Javascript is currently not supported, or is disabled by this browser. Please enable Javascript for full functionality.

   
    Dec 04, 2024  
2009-2010 Georgia Health Sciences University Catalog 
    
2009-2010 Georgia Health Sciences University Catalog [ARCHIVED CATALOG]

History


Augusta, founded as a trading post before the Revolutionary War, was already a cultural center for the area by 1822 when a group of physicians received a charter for the Augusta Medical Society from the State of Georgia, enabling them to receive and hold property, with the purpose of founding a medical school for the enhancement of professionalism and the suppression of charlatanism.

In 1828, the Georgia General Assembly granted a formal charter for the Medical Academy of Georgia and the school began training physicians in two borrowed rooms of the City Hospital. Dr. Milton Antony and his pupil, Dr. Joseph Adams Eve, who had already been training students at the hospital, were joined by two more physicians for a faculty of four.

The Academy was planned to give a one-year lecture series and confer a Bachelor of Medicine degree, to be followed by a second year at another school for the MD degree. In 1829, the Academy was extended to a two year program, conferring the MD degree, and the faculty was expanded to six chairs. The name was changed in 1829 to the Medical Institute of Georgia and in 1833 to the Medical College of Georgia.

Land and financial support for a building for the school was given by the city of Augusta and by the state. In 1835, the school moved into its first dedicated and free-standing Academic building located on Telfair Street, close in proximity to the City Hospital then located on Greene Street. Close ties with the city of Augusta in furnishing clinical facilities were continued for over one hundred years. In 1913 the school moved to larger quarters in the renovated Tuttle-Newton Orphanage on the edge of town, and Augusta built a new city hospital nearby in 1915. Although city-owned, this was known as University Hospital, in recognition of its place as the teaching hospital of the school, which was by then the Medical Department of the University of Georgia. Financial support of the school in the early days was chiefly from lecture fees paid by the students. In 1873 an affiliation was made with the University of Georgia and the school became the Medical Department of the University. In 1911 the University took control of the property under a single board of trustees and a closer coordination of courses and entrance requirements was effected.

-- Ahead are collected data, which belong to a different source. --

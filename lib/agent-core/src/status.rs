//! Synchronization status tracking and stable-state waiting

use crate::address_store::AddressStore;
use crate::registry::ConnectionRegistry;
use crate::{CoreError, Result};
use std::time::Duration;
use tokio::sync::watch;
use tracing::debug;

/// Point-in-time snapshot of fleet convergence
#[derive(Clone, Debug, Default, PartialEq, Eq)]
pub struct FleetStatus {
    pub addresses: usize,
    pub routers: usize,
    pub brokers: usize,
    pub brokers_synchronized: bool,
    pub routers_synchronized: bool,
    pub routers_connected: bool,
}

impl FleetStatus {
    pub fn capture(store: &AddressStore, registry: &ConnectionRegistry) -> Self {
        Self {
            addresses: store.len(),
            routers: registry.router_count(),
            brokers: registry.broker_count(),
            brokers_synchronized: are_brokers_synchronized(registry),
            routers_synchronized: are_routers_synchronized(registry),
            routers_connected: are_routers_connected(registry),
        }
    }

    pub fn is_synchronized(&self) -> bool {
        self.routers_synchronized && self.brokers_synchronized && self.routers_connected
    }
}

pub fn are_brokers_synchronized(registry: &ConnectionRegistry) -> bool {
    registry.brokers().all(|b| b.addresses_synchronized())
}

pub fn are_routers_synchronized(registry: &ConnectionRegistry) -> bool {
    registry.routers().all(|r| r.is_synchronized())
}

/// A single router is connected by definition; otherwise every router must
/// report being fully connected
pub fn are_routers_connected(registry: &ConnectionRegistry) -> bool {
    registry.router_count() == 1 || registry.routers().all(|r| r.fully_connected())
}

/// Expected cardinalities for a stable fleet; unset fields are not checked
#[derive(Clone, Copy, Debug, Default, PartialEq, Eq)]
pub struct StableExpectation {
    pub addresses: Option<usize>,
    pub routers: Option<usize>,
    pub brokers: Option<usize>,
}

impl StableExpectation {
    pub fn new() -> Self {
        Self::default()
    }

    pub fn addresses(mut self, count: usize) -> Self {
        self.addresses = Some(count);
        self
    }

    pub fn routers(mut self, count: usize) -> Self {
        self.routers = Some(count);
        self
    }

    pub fn brokers(mut self, count: usize) -> Self {
        self.brokers = Some(count);
        self
    }

    pub fn is_met_by(&self, status: &FleetStatus) -> bool {
        self.addresses.map_or(true, |n| n == status.addresses)
            && self.routers.map_or(true, |n| n == status.routers)
            && self.brokers.map_or(true, |n| n == status.brokers)
            && status.is_synchronized()
    }
}

/// Owner side of the status channel, held by the control plane.
///
/// The stored snapshot is refreshed after every event; waiters are only woken
/// when a re-evaluation finds the fleet synchronized.
pub struct StatusTracker {
    tx: watch::Sender<FleetStatus>,
}

impl StatusTracker {
    pub fn new() -> Self {
        let (tx, _rx) = watch::channel(FleetStatus::default());
        Self { tx }
    }

    pub fn handle(&self) -> StatusHandle {
        StatusHandle {
            rx: self.tx.subscribe(),
        }
    }

    pub fn current(&self) -> FleetStatus {
        self.tx.borrow().clone()
    }

    /// Store the snapshot without waking anyone
    pub fn refresh(&self, status: FleetStatus) {
        self.tx.send_if_modified(|current| {
            *current = status;
            false
        });
    }

    /// Store the snapshot and emit the wake-up if the fleet is synchronized.
    /// Returns whether the wake-up was emitted.
    pub fn on_synchronized(&self, status: FleetStatus) -> bool {
        let synchronized = status.is_synchronized();
        self.tx.send_if_modified(|current| {
            *current = status;
            synchronized
        });
        if synchronized {
            debug!("fleet synchronized");
        }
        synchronized
    }
}

impl Default for StatusTracker {
    fn default() -> Self {
        Self::new()
    }
}

/// Read side of the status channel, cloneable across tasks
#[derive(Clone, Debug)]
pub struct StatusHandle {
    rx: watch::Receiver<FleetStatus>,
}

impl StatusHandle {
    pub fn current(&self) -> FleetStatus {
        self.rx.borrow().clone()
    }

    pub fn is_synchronized(&self) -> bool {
        self.rx.borrow().is_synchronized()
    }

    /// Wait until the expectation holds together with the synchronized
    /// predicate. Resolves immediately if it already holds; otherwise it is
    /// re-checked on each wake-up, ignoring wake-ups where it does not hold.
    pub async fn wait_for_stable(
        &self,
        expected: StableExpectation,
        timeout: Option<Duration>,
    ) -> Result<FleetStatus> {
        let mut rx = self.rx.clone();
        let current = rx.borrow_and_update().clone();
        if expected.is_met_by(&current) {
            return Ok(current);
        }

        let wait = async move {
            loop {
                if rx.changed().await.is_err() {
                    return Err(CoreError::StatusClosed);
                }
                let status = rx.borrow_and_update().clone();
                if expected.is_met_by(&status) {
                    return Ok(status);
                }
                debug!("woken but not stable yet: {:?}", status);
            }
        };

        match timeout {
            None => wait.await,
            Some(limit) => match tokio::time::timeout(limit, wait).await {
                Ok(result) => result,
                Err(_) => Err(CoreError::StableTimeout(self.current())),
            },
        }
    }
}

#[cfg(test)]
mod tests {
    use super::*;

    fn synced(addresses: usize, routers: usize, brokers: usize) -> FleetStatus {
        FleetStatus {
            addresses,
            routers,
            brokers,
            brokers_synchronized: true,
            routers_synchronized: true,
            routers_connected: true,
        }
    }

    #[test]
    fn test_empty_registry_is_synchronized() {
        let status = FleetStatus::capture(&AddressStore::new(), &ConnectionRegistry::new());
        assert!(status.is_synchronized());
    }

    #[test]
    fn test_expectation() {
        let expected = StableExpectation::new().addresses(3).routers(2).brokers(1);
        assert!(expected.is_met_by(&synced(3, 2, 1)));
        assert!(!expected.is_met_by(&synced(3, 1, 1)));

        let mut unsynced = synced(3, 2, 1);
        unsynced.routers_connected = false;
        assert!(!expected.is_met_by(&unsynced));

        assert!(StableExpectation::new().is_met_by(&synced(0, 0, 0)));
    }

    #[tokio::test]
    async fn test_wait_resolves_immediately_when_stable() {
        let tracker = StatusTracker::new();
        tracker.refresh(synced(3, 2, 1));
        let status = tracker
            .handle()
            .wait_for_stable(StableExpectation::new().addresses(3).routers(2).brokers(1), None)
            .await
            .unwrap();
        assert_eq!(status, synced(3, 2, 1));
    }

    #[tokio::test]
    async fn test_wait_ignores_wakeups_that_do_not_match() {
        let tracker = StatusTracker::new();
        let handle = tracker.handle();
        let waiter = tokio::spawn(async move {
            handle
                .wait_for_stable(StableExpectation::new().addresses(3).routers(2).brokers(1), None)
                .await
        });
        tokio::task::yield_now().await;

        // synchronized, but with the wrong router count
        assert!(tracker.on_synchronized(synced(3, 1, 1)));
        tokio::task::yield_now().await;
        assert!(!waiter.is_finished());

        // right counts but not synchronized: no wake-up at all
        let mut pending = synced(3, 2, 1);
        pending.brokers_synchronized = false;
        assert!(!tracker.on_synchronized(pending));

        assert!(tracker.on_synchronized(synced(3, 2, 1)));
        let status = waiter.await.unwrap().unwrap();
        assert_eq!(status, synced(3, 2, 1));
    }

    #[tokio::test]
    async fn test_wait_times_out() {
        let tracker = StatusTracker::new();
        tracker.refresh(synced(1, 0, 0));
        let result = tracker
            .handle()
            .wait_for_stable(
                StableExpectation::new().addresses(2),
                Some(Duration::from_millis(20)),
            )
            .await;
        match result {
            Err(CoreError::StableTimeout(last)) => assert_eq!(last.addresses, 1),
            other => panic!("expected timeout, got {:?}", other),
        }
    }

    #[tokio::test]
    async fn test_refresh_does_not_wake() {
        let tracker = StatusTracker::new();
        let mut rx = tracker.handle().rx;
        rx.borrow_and_update();
        tracker.refresh(synced(1, 1, 1));
        assert!(!rx.has_changed().unwrap());
        assert_eq!(rx.borrow().addresses, 1);
    }
}
//! Connectivity checker driving every connected router toward a full mesh

use crate::federation::KnownRouters;
use crate::metrics::AgentMetrics;
use crate::registry::ConnectionRegistry;
use crate::router::ConnectedRouter;
use agent_api::RouterTopology;
use tracing::{error, info};

/// Outcome of one checking pass
#[derive(Clone, Copy, Debug, Default, PartialEq, Eq)]
pub struct CheckReport {
    pub checked: usize,
    pub skipped: usize,
    pub failed: usize,
}

pub struct ConnectivityChecker {
    disabled: bool,
}

impl ConnectivityChecker {
    pub fn new(disabled: bool) -> Self {
        Self { disabled }
    }

    pub fn is_disabled(&self) -> bool {
        self.disabled
    }

    /// Every router known anywhere: the federated view plus the locally
    /// connected routers, local entries taking precedence
    pub fn all_routers(known: &KnownRouters, registry: &ConnectionRegistry) -> RouterTopology {
        let mut all = known.routers();
        for router in registry.routers() {
            let listeners = router.listeners().map(<[_]>::to_vec).unwrap_or_default();
            all.insert(router.container_id().to_string(), listeners);
        }
        all
    }

    /// Reconcile the connectors of every ready router. A failure on one router
    /// is logged and does not stop the pass.
    pub fn check_all(
        &self,
        registry: &mut ConnectionRegistry,
        all_routers: &RouterTopology,
        metrics: &AgentMetrics,
    ) -> CheckReport {
        let mut report = CheckReport::default();
        if self.disabled {
            return report;
        }

        for router in registry.routers_mut() {
            match self.check_router(router, all_routers, metrics) {
                Some(true) => report.checked += 1,
                Some(false) => report.failed += 1,
                None => report.skipped += 1,
            }
        }
        report
    }

    /// Reconcile one router. Returns None if the router is not ready (or
    /// checking is disabled), otherwise whether reconciliation succeeded.
    pub fn check_router(
        &self,
        router: &mut ConnectedRouter,
        all_routers: &RouterTopology,
        metrics: &AgentMetrics,
    ) -> Option<bool> {
        if self.disabled {
            return None;
        }
        if !router.is_ready_for_connectivity_check() {
            info!(
                "{} not ready for connectivity check: {} {}",
                router.container_id(),
                router.initial_provisioning_completed(),
                router.connectors().is_some()
            );
            return None;
        }

        info!("checking connectivity for {}", router.container_id());
        match router.check_connectors(all_routers) {
            Ok(()) => Some(true),
            Err(e) => {
                error!("connectivity check failed for {}: {}", router.container_id(), e);
                metrics.connectivity_check_failures_total.inc();
                Some(false)
            }
        }
    }
}

#[cfg(test)]
mod tests {
    use super::*;
    use crate::event::ConnectionId;
    use crate::testing::{inter_router_listener, MockRouterLink};
    use std::sync::Arc;

    fn ready_router(id: &str, connection: u64, link: Arc<MockRouterLink>) -> ConnectedRouter {
        let mut router = ConnectedRouter::new(id.to_string(), ConnectionId(connection), link);
        router.on_listeners_retrieved(vec![inter_router_listener(id)]);
        router.on_connectors_retrieved(vec![]);
        router.on_addresses_synced(1, vec![]);
        router
    }

    #[test]
    fn test_all_routers_is_union() {
        let mut known = KnownRouters::new();
        let mut remote = RouterTopology::new();
        remote.insert("r-remote".to_string(), vec![inter_router_listener("r-remote")]);
        known.replace("agent-y", ConnectionId(9), remote);

        let mut registry = ConnectionRegistry::new();
        registry.register_router(ready_router("r-local", 1, Arc::new(MockRouterLink::default())));
        // connected but listeners not retrieved yet: still part of the view
        registry.register_router(ConnectedRouter::new(
            "r-new".to_string(),
            ConnectionId(2),
            Arc::new(MockRouterLink::default()),
        ));

        let all = ConnectivityChecker::all_routers(&known, &registry);
        assert_eq!(
            all.keys().collect::<Vec<_>>(),
            vec!["r-local", "r-new", "r-remote"]
        );
    }

    #[test]
    fn test_failure_on_one_router_does_not_stop_others() {
        let metrics = AgentMetrics::new().unwrap();
        let failing = Arc::new(MockRouterLink::failing_connectors());
        let healthy = Arc::new(MockRouterLink::default());

        let mut registry = ConnectionRegistry::new();
        registry.register_router(ready_router("a", 1, failing.clone()));
        registry.register_router(ready_router("b", 2, healthy.clone()));

        let all = ConnectivityChecker::all_routers(&KnownRouters::new(), &registry);
        let report = ConnectivityChecker::new(false).check_all(&mut registry, &all, &metrics);

        assert_eq!(report.failed, 1);
        assert_eq!(report.checked, 1);
        assert_eq!(failing.created(), vec!["b".to_string()]);
        assert_eq!(healthy.created(), vec!["a".to_string()]);
        assert_eq!(metrics.connectivity_check_failures_total.get(), 1);
    }

    #[test]
    fn test_disabled_checker_does_nothing() {
        let metrics = AgentMetrics::new().unwrap();
        let link = Arc::new(MockRouterLink::default());
        let mut registry = ConnectionRegistry::new();
        registry.register_router(ready_router("a", 1, link.clone()));
        registry.register_router(ready_router("b", 2, Arc::new(MockRouterLink::default())));

        let all = ConnectivityChecker::all_routers(&KnownRouters::new(), &registry);
        let report = ConnectivityChecker::new(true).check_all(&mut registry, &all, &metrics);

        assert_eq!(report, CheckReport::default());
        assert!(link.created().is_empty());
    }

    #[test]
    fn test_unready_router_is_skipped() {
        let metrics = AgentMetrics::new().unwrap();
        let link = Arc::new(MockRouterLink::default());
        let mut registry = ConnectionRegistry::new();
        registry.register_router(ConnectedRouter::new("a".to_string(), ConnectionId(1), link.clone()));

        let all = ConnectivityChecker::all_routers(&KnownRouters::new(), &registry);
        let report = ConnectivityChecker::new(false).check_all(&mut registry, &all, &metrics);
        assert_eq!(report.skipped, 1);
        assert!(link.calls().is_empty());
    }
}
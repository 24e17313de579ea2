//! Desired address set, replaced wholesale on every update

use agent_api::{AddressDefinition, RawAddress};
use tracing::debug;

/// Holds the current desired address set
pub struct AddressStore {
    addresses: Vec<AddressDefinition>,
    initialised: bool,
    // Bumped on every update; peers acknowledge pushes by generation
    generation: u64,
}

impl AddressStore {
    pub fn new() -> Self {
        Self {
            addresses: Vec::new(),
            initialised: false,
            generation: 0,
        }
    }

    /// Replace the working set with the valid definitions from `raw`.
    /// Returns the new generation.
    pub fn update(&mut self, raw: Vec<RawAddress>) -> u64 {
        self.addresses = raw
            .into_iter()
            .filter_map(AddressDefinition::from_raw)
            .collect();
        self.initialised = true;
        self.generation += 1;

        debug!(
            "addresses updated (generation {}): {:?}",
            self.generation,
            self.addresses.iter().map(|a| a.address.as_str()).collect::<Vec<_>>()
        );
        self.generation
    }

    pub fn is_initialised(&self) -> bool {
        self.initialised
    }

    pub fn generation(&self) -> u64 {
        self.generation
    }

    pub fn addresses(&self) -> &[AddressDefinition] {
        &self.addresses
    }

    pub fn len(&self) -> usize {
        self.addresses.len()
    }

    pub fn is_empty(&self) -> bool {
        self.addresses.is_empty()
    }

    /// The subset of the working set allocated to the given broker
    pub fn allocated_to(&self, broker_id: &str) -> Vec<AddressDefinition> {
        self.addresses
            .iter()
            .filter(|a| a.is_allocated_to(broker_id))
            .cloned()
            .collect()
    }
}

impl Default for AddressStore {
    fn default() -> Self {
        Self::new()
    }
}

#[cfg(test)]
mod tests {
    use super::*;
    use agent_api::Allocation;

    fn raw(address: Option<&str>, kind: Option<&str>, brokers: &[&str]) -> RawAddress {
        RawAddress {
            address: address.map(str::to_string),
            kind: kind.map(str::to_string),
            allocated_to: brokers.iter().map(|b| Allocation::new(*b)).collect(),
        }
    }

    #[test]
    fn test_update_keeps_only_complete_definitions() {
        let mut store = AddressStore::new();
        assert!(!store.is_initialised());

        store.update(vec![
            raw(Some("a"), Some("queue"), &[]),
            raw(Some("b"), None, &[]),
            raw(None, Some("topic"), &[]),
            raw(Some(""), Some("queue"), &[]),
            raw(Some("c"), Some("anycast"), &[]),
        ]);

        assert!(store.is_initialised());
        let names: Vec<_> = store.addresses().iter().map(|a| a.address.as_str()).collect();
        assert_eq!(names, vec!["a", "c"]);
    }

    #[test]
    fn test_update_replaces_wholesale() {
        let mut store = AddressStore::new();
        store.update(vec![raw(Some("a"), Some("queue"), &[]), raw(Some("b"), Some("queue"), &[])]);
        store.update(vec![raw(Some("c"), Some("queue"), &[])]);
        assert_eq!(store.len(), 1);
        assert_eq!(store.addresses()[0].address, "c");
    }

    #[test]
    fn test_empty_update_still_initialises() {
        let mut store = AddressStore::new();
        let generation = store.update(vec![]);
        assert!(store.is_initialised());
        assert!(store.is_empty());
        assert_eq!(generation, 1);
    }

    #[test]
    fn test_allocated_to_selects_exact_subset() {
        let mut store = AddressStore::new();
        store.update(vec![
            raw(Some("q1"), Some("queue"), &["broker-0"]),
            raw(Some("q2"), Some("queue"), &["broker-1"]),
            raw(Some("q3"), Some("queue"), &["broker-0", "broker-1"]),
            raw(Some("t1"), Some("anycast"), &[]),
        ]);

        let b0: Vec<_> = store.allocated_to("broker-0").into_iter().map(|a| a.address).collect();
        let b1: Vec<_> = store.allocated_to("broker-1").into_iter().map(|a| a.address).collect();
        assert_eq!(b0, vec!["q1", "q3"]);
        assert_eq!(b1, vec!["q2", "q3"]);
        assert!(store.allocated_to("broker-2").is_empty());
    }
}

Both the financial and social pressures of the state were reflected in the fluctuations of fortune of the school between 1913 and 1950. Firm financial support from the state came only after years of persuasion by the citizens, alumni, and faculty. Accreditation ratings from the Council on Medical Education reflected the national drive for educational reform. There were recommendations for the relocation of the school, both to Athens, in physical proximity to the University of Georgia, and to Atlanta, a more central and populous area of the state. As a result of the nationwide depression in the early 1930s, a move was made to close the school. This was avoided by a concerted drive from the city of Augusta and from alumni throughout the state.

Despite the crises, the curriculum of the school continued to expand in a similar, though sometimes slower, timetable typical of medical education in the rest of the nation. It weathered the storm which the Flexner report of 1910 precipitated in medical schools of the country and survived, in spite of Flexner’s recommendation to close. As the nation entered into wars, faculty and students were affected, but the school closed only during 1861 to 1865 when students and faculty left in mass to serve in the Confederate Army. By 1928, when the school celebrated its one hundredth anniversary, the curriculum had been expanded to a four year course, with emphasis in the first two years on the basic sciences and the last two years on the clinical sciences, typical of the development of medical education throughout the country.

The 1950s brought rapid changes to the institution. In 1950 the School of Medicine (the name changed from the Department of Medicine in 1933) focused only on the medical program, the core upon which the school was founded. In that year the Board of Regents of the University System made the school an independent unit in the system, and for the sixth time in its history, the school’s name was changed. It became the Medical College of Georgia. In 1956 a state constructed and managed teaching hospital replaced clinical arrangements with the city of Augusta and the growth of the school as a health sciences university began.

With the opening of the Eugene Talmadge Memorial Hospital in 1956, the nursing program was moved from the University of Georgia in Athens and the School of Nursing was established. Master’s degrees in Medical Art and in the basic sciences were first awarded in 1950 under the School of Medicine. The School of Graduate Studies was established by the Board of Regents in 1962 and the first PhD degree awarded in 1963. The School of Allied Health Sciences was established in 1968, bringing together existing training programs and expanding new studies in the health care supportive professions. The School of Dentistry was established in 1969 and the first degrees in dentistry were awarded in September 1973.